= Bombing of Frampol =

German air attacks on a Polish town in WW2

Frampol before (left) and after (right) the German Luftwaffe bombing raids, September 1939

The bombing of Frampol occurred during the German invasion of Poland in 1939. On 13 September, the town of Frampol with a population of 4,000 was bombed by the Luftwaffe's 8th Air Corps, under General Wolfram von Richthofen. The town had no military value, and the bombing was seen as a practice run for future missions.

==The bombardment==
According to Polish journalist Pawel Puzio and local historian Ryszard Jasinski no units of the Polish army were stationed in Frampol and the town did not have any military facilities. The Luftwaffe likely selected Frampol for an experimental bombing since the town had an extensive market square with a grid plan, making it appear as a large bullseye, and there were no anti-aircraft units located at Frampol.

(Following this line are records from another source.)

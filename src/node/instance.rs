use std::collections::HashMap;
use std::sync::Arc;

use parking_lot::RwLock;

use crate::cache::fingerprint::{Fingerprint, StableHasher};
use crate::foundation::core::{ChannelSet, FrameTime, NodeId, Region, XRange};
use crate::node::Node;

/// Region and channels the engine planned to fetch from a node during the current render.
#[derive(Clone, Copy, Debug, PartialEq, Eq)]
pub(crate) struct Window {
    pub(crate) region: Region,
    pub(crate) channels: ChannelSet,
}

/// A node bound to the inputs it is wired to for one evaluation order.
///
/// Instances form an immutable tree snapshot; rewiring the graph produces new instances.
pub struct NodeInstance {
    node: Arc<dyn Node>,
    inputs: Vec<Option<Arc<NodeInstance>>>,
    window: RwLock<Option<Window>>,
    snapshot: RwLock<Option<u64>>,
}

impl NodeInstance {
    pub fn new(node: Arc<dyn Node>, inputs: Vec<Option<Arc<NodeInstance>>>) -> Arc<Self> {
        Arc::new(Self {
            node,
            inputs,
            window: RwLock::new(None),
            snapshot: RwLock::new(None),
        })
    }

    /// Instance with every input slot left unconnected.
    pub fn detached(node: Arc<dyn Node>) -> Arc<Self> {
        let inputs = vec![None; node.input_count()];
        Self::new(node, inputs)
    }

    pub fn id(&self) -> NodeId {
        self.node.identity()
    }

    pub fn name(&self) -> &str {
        self.node.name()
    }

    pub fn node(&self) -> &Arc<dyn Node> {
        &self.node
    }

    pub fn input(&self, slot: usize) -> Option<&Arc<NodeInstance>> {
        self.inputs.get(slot).and_then(Option::as_ref)
    }

    pub fn inputs(&self) -> &[Option<Arc<NodeInstance>>] {
        &self.inputs
    }

    /// Version that also covers everything upstream.
    ///
    /// Hashes the node's own version with the identity and effective version of each wired
    /// input, so editing any upstream node changes every downstream fingerprint. While the engine
    /// holds a version snapshot (during a render) the snapshot is returned as is.
    pub fn effective_version(&self) -> u64 {
        if let Some(v) = *self.snapshot.read() {
            return v;
        }
        self.walk_version(&mut HashMap::new())
    }

    /// Each distinct upstream node is hashed once; ids are unique within one tree.
    fn walk_version(&self, seen: &mut HashMap<NodeId, u64>) -> u64 {
        if let Some(&v) = seen.get(&self.id()) {
            return v;
        }
        let v = self.hash_version(|up| up.walk_version(seen));
        seen.insert(self.id(), v);
        v
    }

    fn hash_version(&self, mut upstream: impl FnMut(&NodeInstance) -> u64) -> u64 {
        let mut h = StableHasher::new();
        h.write_u64(self.node.identity().0);
        h.write_u64(self.node.version());
        h.write_u64(self.inputs.len() as u64);
        for input in &self.inputs {
            match input {
                Some(up) => {
                    h.write_u8(1);
                    h.write_u64(up.id().0);
                    h.write_u64(upstream(up.as_ref()));
                }
                None => h.write_u8(0),
            }
        }
        h.finish_u64()
    }

    /// Pin the effective version, given the already pinned inputs. Inputs must be snapshotted
    /// first.
    pub(crate) fn take_snapshot(&self) -> u64 {
        let v = self.hash_version(NodeInstance::effective_version);
        *self.snapshot.write() = Some(v);
        v
    }

    pub(crate) fn clear_snapshot(&self) {
        *self.snapshot.write() = None;
    }

    pub(crate) fn set_window(&self, window: Option<Window>) {
        *self.window.write() = window;
    }

    pub(crate) fn window(&self) -> Option<Window> {
        *self.window.read()
    }

    /// Widen a consumer's read to the planned window when the window covers it.
    ///
    /// The engine prefetches each node over the union of what its consumers need. Reading the
    /// same (wider) row keeps consumer reads on the prefetched fingerprints instead of computing
    /// narrower duplicates.
    pub(crate) fn widen(
        &self,
        y_start: i32,
        y_end: i32,
        x_range: XRange,
        channels: ChannelSet,
    ) -> (XRange, ChannelSet) {
        let Some(w) = self.window() else {
            return (x_range, channels);
        };
        let planned = w.region.x_range();
        let covers = y_start >= w.region.y
            && y_end < w.region.t
            && x_range.x >= planned.x
            && x_range.r <= planned.r
            && w.channels.intersection(channels) == channels;
        if covers {
            (planned, w.channels)
        } else {
            (x_range, channels)
        }
    }

    pub fn fingerprint(
        &self,
        version: u64,
        y: i32,
        time: FrameTime,
        x_range: XRange,
        channels: ChannelSet,
    ) -> Fingerprint {
        Fingerprint {
            node: self.id(),
            version,
            time,
            y,
            x_range,
            channels,
        }
    }
}

impl std::fmt::Debug for NodeInstance {
    fn fmt(&self, f: &mut std::fmt::Formatter<'_>) -> std::fmt::Result {
        f.debug_struct("NodeInstance")
            .field("id", &self.id())
            .field("name", &self.name())
            .field(
                "inputs",
                &self
                    .inputs
                    .iter()
                    .map(|i| i.as_ref().map(|n| n.id()))
                    .collect::<Vec<_>>(),
            )
            .finish()
    }
}

#[cfg(test)]
#[path = "../../tests/unit/node/instance.rs"]
mod tests;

In his 1968 book, Augen am Himmel (Eyes on the Sky), German writer Wolfgang Schreyer wrote: "Frampol was chosen as an experimental object, because test bombers, flying at low speed, weren't endangered by AA fire. Also, the centrally placed town hall was an ideal orientation point for the crews. We studied the possibility of orientation after visible signs, and also the size of the village. On the one hand, it should make the note of probe; on the other hand, it should confirm the efficiency of used bombs." British historian Norman Davies writes in Europe at War 1939–1945: No Simple Victory: "Frampol was chosen partly because it was completely defenceless, and partly because its baroque street plan presented a perfect geometric grid for calculations and measurements."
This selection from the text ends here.